(Saved data entries)
◇ ◇ ◇ ◇

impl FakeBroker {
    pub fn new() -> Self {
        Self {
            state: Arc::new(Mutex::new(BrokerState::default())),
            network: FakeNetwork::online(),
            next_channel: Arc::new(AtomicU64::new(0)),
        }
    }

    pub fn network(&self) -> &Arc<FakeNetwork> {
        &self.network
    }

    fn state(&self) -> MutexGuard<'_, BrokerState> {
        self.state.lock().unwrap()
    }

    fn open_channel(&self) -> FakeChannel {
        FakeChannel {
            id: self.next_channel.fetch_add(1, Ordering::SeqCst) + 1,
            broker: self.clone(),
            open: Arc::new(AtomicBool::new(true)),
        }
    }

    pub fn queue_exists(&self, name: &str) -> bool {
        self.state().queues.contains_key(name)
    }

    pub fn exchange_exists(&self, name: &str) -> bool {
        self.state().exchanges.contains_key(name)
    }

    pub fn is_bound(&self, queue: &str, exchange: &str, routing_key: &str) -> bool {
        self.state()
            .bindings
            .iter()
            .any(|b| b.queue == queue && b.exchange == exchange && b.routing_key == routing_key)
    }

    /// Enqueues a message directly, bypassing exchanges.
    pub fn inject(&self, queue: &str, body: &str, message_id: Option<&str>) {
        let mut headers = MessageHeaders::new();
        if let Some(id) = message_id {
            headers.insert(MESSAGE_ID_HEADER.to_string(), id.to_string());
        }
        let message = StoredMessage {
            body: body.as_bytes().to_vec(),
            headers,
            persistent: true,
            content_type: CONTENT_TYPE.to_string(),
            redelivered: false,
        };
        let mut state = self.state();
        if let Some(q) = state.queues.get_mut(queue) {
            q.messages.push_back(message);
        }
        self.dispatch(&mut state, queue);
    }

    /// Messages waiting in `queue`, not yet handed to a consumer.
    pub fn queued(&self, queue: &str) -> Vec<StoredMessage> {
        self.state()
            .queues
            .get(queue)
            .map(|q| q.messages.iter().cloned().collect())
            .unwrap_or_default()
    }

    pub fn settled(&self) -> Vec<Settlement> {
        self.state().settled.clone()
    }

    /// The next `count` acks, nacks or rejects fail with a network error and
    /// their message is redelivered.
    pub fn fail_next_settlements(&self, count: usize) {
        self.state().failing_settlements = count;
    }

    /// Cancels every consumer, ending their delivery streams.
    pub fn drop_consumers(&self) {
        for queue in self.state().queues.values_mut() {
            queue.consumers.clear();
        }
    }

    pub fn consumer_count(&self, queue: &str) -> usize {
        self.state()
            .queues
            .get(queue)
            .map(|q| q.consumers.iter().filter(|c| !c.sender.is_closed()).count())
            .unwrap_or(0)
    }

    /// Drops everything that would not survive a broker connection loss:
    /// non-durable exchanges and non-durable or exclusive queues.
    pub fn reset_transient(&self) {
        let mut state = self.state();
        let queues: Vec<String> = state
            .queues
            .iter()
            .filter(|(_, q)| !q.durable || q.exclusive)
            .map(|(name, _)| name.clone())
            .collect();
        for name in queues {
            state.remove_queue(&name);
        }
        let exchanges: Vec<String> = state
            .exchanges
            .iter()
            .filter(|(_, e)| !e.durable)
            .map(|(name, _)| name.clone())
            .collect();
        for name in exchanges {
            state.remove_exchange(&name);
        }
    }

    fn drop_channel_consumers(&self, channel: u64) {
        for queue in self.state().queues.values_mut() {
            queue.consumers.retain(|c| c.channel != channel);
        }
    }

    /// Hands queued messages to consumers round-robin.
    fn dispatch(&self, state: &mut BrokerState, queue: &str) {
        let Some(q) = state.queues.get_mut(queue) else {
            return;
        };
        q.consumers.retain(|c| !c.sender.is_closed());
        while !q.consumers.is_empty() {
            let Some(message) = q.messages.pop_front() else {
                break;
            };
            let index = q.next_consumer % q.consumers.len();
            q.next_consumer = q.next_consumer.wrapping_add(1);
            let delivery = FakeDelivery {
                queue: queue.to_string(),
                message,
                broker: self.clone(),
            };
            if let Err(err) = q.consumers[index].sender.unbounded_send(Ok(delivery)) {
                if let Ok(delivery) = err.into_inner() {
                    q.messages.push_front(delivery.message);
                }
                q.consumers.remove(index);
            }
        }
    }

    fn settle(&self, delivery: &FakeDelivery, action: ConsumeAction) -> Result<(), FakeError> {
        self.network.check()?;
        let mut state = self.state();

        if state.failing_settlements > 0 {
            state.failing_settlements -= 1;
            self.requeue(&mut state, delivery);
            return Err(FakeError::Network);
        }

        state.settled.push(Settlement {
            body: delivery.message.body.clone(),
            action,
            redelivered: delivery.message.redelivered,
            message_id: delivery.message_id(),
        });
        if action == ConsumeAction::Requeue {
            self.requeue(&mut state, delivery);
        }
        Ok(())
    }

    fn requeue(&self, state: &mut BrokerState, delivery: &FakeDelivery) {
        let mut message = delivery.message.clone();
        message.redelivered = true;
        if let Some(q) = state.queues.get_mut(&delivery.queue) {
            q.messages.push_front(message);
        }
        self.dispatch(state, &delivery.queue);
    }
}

◇ ◇ ◇ ◇

**INSTRUCTIONS TO FOLLOW**.
Wherever a line of the data above contains "FakeError", copy that line.

**SOLUTION**.
    fn settle(&self, delivery: &FakeDelivery, action: ConsumeAction) -> Result<(), FakeError> {
            return Err(FakeError::Network);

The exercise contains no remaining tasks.